Why do generator expressions return generators?

Brendan Eich brendan at mozilla.com
Fri Sep 6 09:09:59 PDT 2013

> David Bruant <mailto:bruant.d at gmail.com>
> September 6, 2013 8:59 AM
> Le 06/09/2013 17:39, Brendan Eich a écrit :
>> Brandon Benvie wrote:
>>> I don't think you're missing anything. They seem to be more 
>>> accurately described as Iterator Expressions than Generator 
>>> Expressions. It might be interesting if you could use yield inside 
>>> them, which would then make sending a value in useful. But without 
>>> that they don't expose any generator interface externally. 
>> They could be called something else, for sure. The name works because 
>> they're sugar for a generator function immeidately invoked:
>> (for (x of [1,2, 3])  x * x)
>> is
>> (function*() { for (let x of [1,2, 3])  yield x * x; })()
> There is also a non-generator desugaring (exercise left to the reader).

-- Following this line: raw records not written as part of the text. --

//! Page requests sent to paginated endpoints.

use serde::{Deserialize, Serialize};
use thiserror::Error;
use url::Url;

/// Page size used when a caller does not choose one.
pub const DEFAULT_PAGE_SIZE: u32 = 10;

/// Largest page size a request may ask for.
pub const MAX_PAGE_SIZE: u32 = 1000;

/// Validation failures raised while building a [`PageRequest`].
#[derive(Debug, Clone, Copy, PartialEq, Eq, Error)]
pub enum PageRequestError {
    /// A page size of zero can never yield content.
    #[error("page size must be greater than zero")]
    ZeroSize,
    /// The requested page size exceeds [`MAX_PAGE_SIZE`].
    #[error("page size {size} exceeds the maximum of {max}")]
    SizeTooLarge {
        /// Requested size.
        size: u32,
        /// Maximum accepted size.
        max: u32,
    },
}

/// Zero-based page index plus page size.
///
/// # Examples
/// ```
/// use pagination::PageRequest;
///
/// let request = PageRequest::new(2, 10).expect("valid request");
/// assert_eq!(request.offset(), 20);
/// ```
#[derive(Debug, Clone, Copy, PartialEq, Eq, Serialize, Deserialize)]
#[serde(try_from = "RawPageRequest", into = "RawPageRequest")]
pub struct PageRequest {
    page: u32,
    size: u32,
}

impl PageRequest {
    /// Build a request for `page` with `size` items per page.
    ///
    /// # Errors
    /// Returns [`PageRequestError`] when `size` is zero or above
    /// [`MAX_PAGE_SIZE`].
    pub const fn new(page: u32, size: u32) -> Result<Self, PageRequestError> {
        if size == 0 {
            return Err(PageRequestError::ZeroSize);
        }
        if size > MAX_PAGE_SIZE {
            return Err(PageRequestError::SizeTooLarge {
                size,
                max: MAX_PAGE_SIZE,
            });
        }
        Ok(Self { page, size })
    }

    /// Request the first page with `size` items.
    ///
    /// # Errors
    /// See [`PageRequest::new`].
    pub const fn first(size: u32) -> Result<Self, PageRequestError> {
        Self::new(0, size)
    }

    /// Zero-based page index.
    #[must_use]
    pub const fn page(&self) -> u32 {
        self.page
    }

    /// Number of items per page.
    #[must_use]
    pub const fn size(&self) -> u32 {
        self.size
    }

    /// Number of items that precede this page.
    #[must_use]
    pub const fn offset(&self) -> u64 {
        (self.page as u64) * (self.size as u64)
    }

    /// Return a copy pointing at another page with the same size.
    #[must_use]
    pub const fn with_page(self, page: u32) -> Self {
        Self {
            page,
            size: self.size,
        }
    }

    /// Append `page` and `size` query parameters to `url`.
    ///
    /// # Examples
    /// ```
    /// use pagination::PageRequest;
    /// use url::Url;
    ///
    /// let mut url = Url::parse("http://localhost/api/loans/paginated").expect("url");
    /// PageRequest::new(1, 25).expect("request").apply_to(&mut url);
    /// assert_eq!(url.query(), Some("page=1&size=25"));
    /// ```
    pub fn apply_to(&self, url: &mut Url) {
        url.query_pairs_mut()
            .append_pair("page", &self.page.to_string())
            .append_pair("size", &self.size.to_string());
    }
}

impl Default for PageRequest {
    fn default() -> Self {
        Self {
            page: 0,
            size: DEFAULT_PAGE_SIZE,
        }
    }
}

#[derive(Serialize, Deserialize)]
struct RawPageRequest {
    page: u32,
    size: u32,
}

impl TryFrom<RawPageRequest> for PageRequest {
    type Error = PageRequestError;

    fn try_from(value: RawPageRequest) -> Result<Self, Self::Error> {
        Self::new(value.page, value.size)
    }
}

impl From<PageRequest> for RawPageRequest {
    fn from(value: PageRequest) -> Self {
        Self {
            page: value.page,
            size: value.size,
        }
    }
}
//! Reading single environment toggles under strict or lenient rules.

use actix_web::cookie::SameSite;
use mockable::Env;
use tracing::warn;

use super::{BuildMode, SessionConfigError};

/// One variable as found in the environment.
pub(super) enum Toggle<T> {
    Missing { name: &'static str },
    Invalid { name: &'static str, value: String },
    Valid(T),
}

impl<T: std::fmt::Debug> Toggle<T> {
    pub(super) fn read<E: Env>(env: &E, name: &'static str, parse: fn(&str) -> Option<T>) -> Self {
        match env.string(name) {
            None => Self::Missing { name },
            Some(value) => match parse(value.trim()) {
                Some(parsed) => Self::Valid(parsed),
                None => Self::Invalid { name, value },
            },
        }
    }

    /// Release builds turn anything but a valid value into an error; debug
    /// builds substitute `fallback` and warn.
    pub(super) fn resolve(
        self,
        mode: BuildMode,
        fallback: T,
        expected: &'static str,
    ) -> Result<T, SessionConfigError> {
        match self {
            Self::Valid(value) => Ok(value),
            Self::Missing { name } if mode.is_lenient() => {
                warn!(variable = name, default = ?fallback, "session toggle not set; using default");
                Ok(fallback)
            }
            Self::Invalid { name, value } if mode.is_lenient() => {
                warn!(
                    variable = name,
                    %value,
                    default = ?fallback,
                    "invalid session toggle; using default"
                );
                Ok(fallback)
            }
            Self::Missing { name } => Err(SessionConfigError::MissingEnv { name }),
            Self::Invalid { name, value } => Err(SessionConfigError::InvalidEnv {
                name,
                value,
                expected,
            }),
        }
    }
}

pub(super) fn parse_bool(value: &str) -> Option<bool> {
    match value.to_ascii_lowercase().as_str() {
        "1" | "true" | "yes" | "y" => Some(true),
        "0" | "false" | "no" | "n" => Some(false),
        _ => None,
    }
}

pub(super) fn parse_same_site(value: &str) -> Option<SameSite> {
    match value.to_ascii_lowercase().as_str() {
        "lax" => Some(SameSite::Lax),
        "strict" => Some(SameSite::Strict),
        "none" => Some(SameSite::None),
        _ => None,
    }
}

#[cfg(test)]
mod tests {
    use super::*;
    use rstest::rstest;

    #[rstest]
    #[case("1", Some(true))]
    #[case("YES", Some(true))]
    #[case("n", Some(false))]
    #[case("off", None)]
    #[case("", None)]
    fn booleans_accept_common_spellings(#[case] raw: &str, #[case] expected: Option<bool>) {
        assert_eq!(parse_bool(raw), expected);
    }

    #[rstest]
    #[case("strict", Some(SameSite::Strict))]
    #[case("Lax", Some(SameSite::Lax))]
    #[case("NONE", Some(SameSite::None))]
    #[case("relaxed", None)]
    fn same_site_is_case_insensitive(#[case] raw: &str, #[case] expected: Option<SameSite>) {
        assert_eq!(parse_same_site(raw), expected);
    }

    #[rstest]
    fn lenient_mode_substitutes_the_fallback() {
        let toggle = Toggle::<bool>::Invalid {
            name: "SESSION_COOKIE_SECURE",
            value: "maybe".to_owned(),
        };
        assert!(toggle.resolve(BuildMode::Debug, true, "bool").expect("fallback"));
    }

    #[rstest]
    fn strict_mode_names_the_missing_variable() {
        let toggle = Toggle::<bool>::Missing {
            name: "SESSION_COOKIE_SECURE",
        };
        let err = toggle
            .resolve(BuildMode::Release, true, "bool")
            .expect_err("missing is fatal");
        assert!(matches!(
            err,
            SessionConfigError::MissingEnv {
                name: "SESSION_COOKIE_SECURE"
            }
        ));
    }
}
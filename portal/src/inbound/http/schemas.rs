//! OpenAPI schema definitions for domain types.
//!
//! Domain types remain framework-agnostic by not deriving `ToSchema`. This
//! module provides the schema definitions required for OpenAPI documentation
//! using utoipa's external schema registration.
//!
//! The schema wrappers mirror the JSON shape of their domain counterparts but
//! live in the inbound adapter layer where framework concerns belong.

#![expect(
    dead_code,
    reason = "Schema mirrors are only read by utoipa's derive output"
)]

use utoipa::ToSchema;

/// OpenAPI schema for [`crate::domain::ErrorCode`].
#[derive(ToSchema)]
#[schema(as = crate::domain::ErrorCode)]
pub enum ErrorCodeSchema {
    /// The request is malformed or fails validation.
    #[schema(rename = "invalid_request")]
    InvalidRequest,
    /// No session, bad credentials or an expired credential.
    #[schema(rename = "unauthorized")]
    Unauthorized,
    /// The role does not open the requested route.
    #[schema(rename = "forbidden")]
    Forbidden,
    /// Role or ownership does not permit the loan action.
    #[schema(rename = "action_forbidden")]
    ActionForbidden,
    /// The loan's status does not permit the transition.
    #[schema(rename = "invalid_transition")]
    InvalidTransition,
    /// A rejection was attempted without a reason.
    #[schema(rename = "missing_reason")]
    MissingReason,
    /// The loan can no longer be edited.
    #[schema(rename = "edit_not_allowed")]
    EditNotAllowed,
    /// Another action for the loan is still pending.
    #[schema(rename = "action_in_flight")]
    ActionInFlight,
    /// The referenced record does not exist.
    #[schema(rename = "not_found")]
    NotFound,
    /// The backend refused the request.
    #[schema(rename = "backend_rejection")]
    BackendRejection,
    /// The backend could not be reached.
    #[schema(rename = "service_unavailable")]
    ServiceUnavailable,
    /// An unexpected error occurred inside the portal.
    #[schema(rename = "internal_error")]
    InternalError,
}

/// OpenAPI schema for [`crate::domain::Error`].
#[derive(ToSchema)]
#[schema(as = crate::domain::Error)]
#[schema(rename_all = "camelCase")]
pub struct ErrorSchema {
    /// Stable machine-readable error code.
    #[schema(example = "invalid_transition")]
    code: ErrorCodeSchema,
    /// Human-readable message returned to clients.
    #[schema(example = "Only DRAFT loans can be submitted")]
    message: String,
    /// Correlation identifier for tracing this error across systems.
    #[schema(example = "3fa85f64-5717-4562-b3fc-2c963f66afa6")]
    trace_id: Option<String>,
    /// Supplementary error details for clients.
    details: Option<serde_json::Value>,
}

/// OpenAPI schema for [`crate::domain::Financials`].
#[derive(ToSchema)]
#[schema(as = crate::domain::Financials)]
pub struct FinancialsSchema {
    #[schema(example = 1_200_000.0)]
    revenue: f64,
    #[schema(example = 180_000.0)]
    ebitda: f64,
    #[schema(example = "BBB")]
    rating: String,
}

/// OpenAPI schema for [`crate::domain::LoanApplication`].
#[derive(ToSchema)]
#[schema(as = crate::domain::LoanApplication)]
#[schema(rename_all = "camelCase")]
pub struct LoanApplicationSchema {
    #[schema(example = "Acme Traders")]
    client_name: String,
    #[schema(example = "TERM_LOAN")]
    loan_type: String,
    #[schema(example = 500_000.0)]
    requested_amount: f64,
    #[schema(example = 11.5)]
    proposed_interest_rate: f64,
    #[schema(example = 36)]
    tenure_months: u32,
    financials: FinancialsSchema,
}

/// OpenAPI schema for [`crate::domain::Sanction`].
#[derive(ToSchema)]
#[schema(as = crate::domain::Sanction)]
#[schema(rename_all = "camelCase")]
pub struct SanctionSchema {
    #[schema(example = 450_000.0)]
    sanctioned_amount: f64,
    #[schema(example = 10.75)]
    approved_interest_rate: f64,
}

/// OpenAPI schema for [`crate::domain::AuditEntry`].
#[derive(ToSchema)]
#[schema(as = crate::domain::AuditEntry)]
pub struct AuditEntrySchema {
    by: Option<String>,
    #[schema(example = "SUBMITTED")]
    action: String,
    comments: Option<String>,
    #[schema(example = "2024-03-01T09:00:00Z")]
    timestamp: Option<String>,
}

/// OpenAPI schema for [`crate::domain::Loan`].
#[derive(ToSchema)]
#[schema(as = crate::domain::Loan)]
#[schema(rename_all = "camelCase")]
pub struct LoanSchema {
    #[schema(example = "65f1c0ffee42")]
    id: String,
    client_name: String,
    loan_type: String,
    requested_amount: f64,
    proposed_interest_rate: f64,
    tenure_months: u32,
    financials: FinancialsSchema,
    #[schema(example = "UNDER_REVIEW")]
    status: String,
    sanctioned_amount: Option<f64>,
    approved_interest_rate: Option<f64>,
    rejection_reason: Option<String>,
    deleted: bool,
    created_by: Option<String>,
    updated_by: Option<String>,
    approved_by: Option<String>,
    deleted_by: Option<String>,
    created_at: Option<String>,
    updated_at: Option<String>,
    approved_at: Option<String>,
    deleted_at: Option<String>,
    actions: Vec<AuditEntrySchema>,
}

/// OpenAPI schema for a page of loans in the Spring envelope.
#[derive(ToSchema)]
#[schema(rename_all = "camelCase")]
pub struct LoanPageSchema {
    content: Vec<LoanSchema>,
    number: u32,
    size: u32,
    total_pages: u32,
    total_elements: u64,
    first: bool,
    last: bool,
    empty: bool,
}

/// OpenAPI schema for [`crate::domain::EmiBreakdown`].
#[derive(ToSchema)]
#[schema(as = crate::domain::EmiBreakdown)]
#[schema(rename_all = "camelCase")]
pub struct EmiBreakdownSchema {
    #[schema(example = 8885)]
    emi: i64,
    #[schema(example = 6619)]
    total_interest: i64,
    #[schema(example = 106_619)]
    total_payable: i64,
}

/// OpenAPI schema for [`crate::domain::DashboardStats`].
#[derive(ToSchema)]
#[schema(as = crate::domain::DashboardStats)]
#[schema(rename_all = "camelCase")]
pub struct DashboardStatsSchema {
    total: u64,
    draft: u64,
    submitted: u64,
    under_review: u64,
    approved: u64,
    rejected: u64,
}

/// OpenAPI schema for [`crate::domain::UserAccount`].
#[derive(ToSchema)]
#[schema(as = crate::domain::UserAccount)]
pub struct UserAccountSchema {
    #[schema(example = "65f0a1b2c3d4")]
    id: String,
    #[schema(example = "analyst@loanapp.com")]
    email: String,
    #[schema(example = "USER")]
    role: String,
    active: bool,
}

There's always a lambda encoding. So what? First, ES6 doesn't use 
desugaring to specify its semantics. Second, the closure or closures 
(plural, for nested for heads) cases are distinct in real 
implementations from a single generator with blocks. See message sent 
two back by me.
>> The name also may have Python roots that predate Python 2.5's more 
>> complete (send as well as next; throw; close) generator interface.
>> I think we should keep the name, because it's more precise. Iterator 
>> expression could be taken to mean other things a bit too easily.
> I don't really care for the name, but I agree with Domenic that there 
> is no need for the expression to create a generator.
> The presence of .next and .throw will be unnecessarily confusing to 
> authors.

Now you are disagreeing with Domenic on .next. How pray tell would you 
have an iterator without .next?

If you mean that a useless argument can be passed into .next, that is 
allowed with any iterator too.

As for .throw being confusing, I doubt it. Throwing into something that 
can't catch is like using throw (the keyword) directly. Users can write 
all sorts of direct and indirect throws already.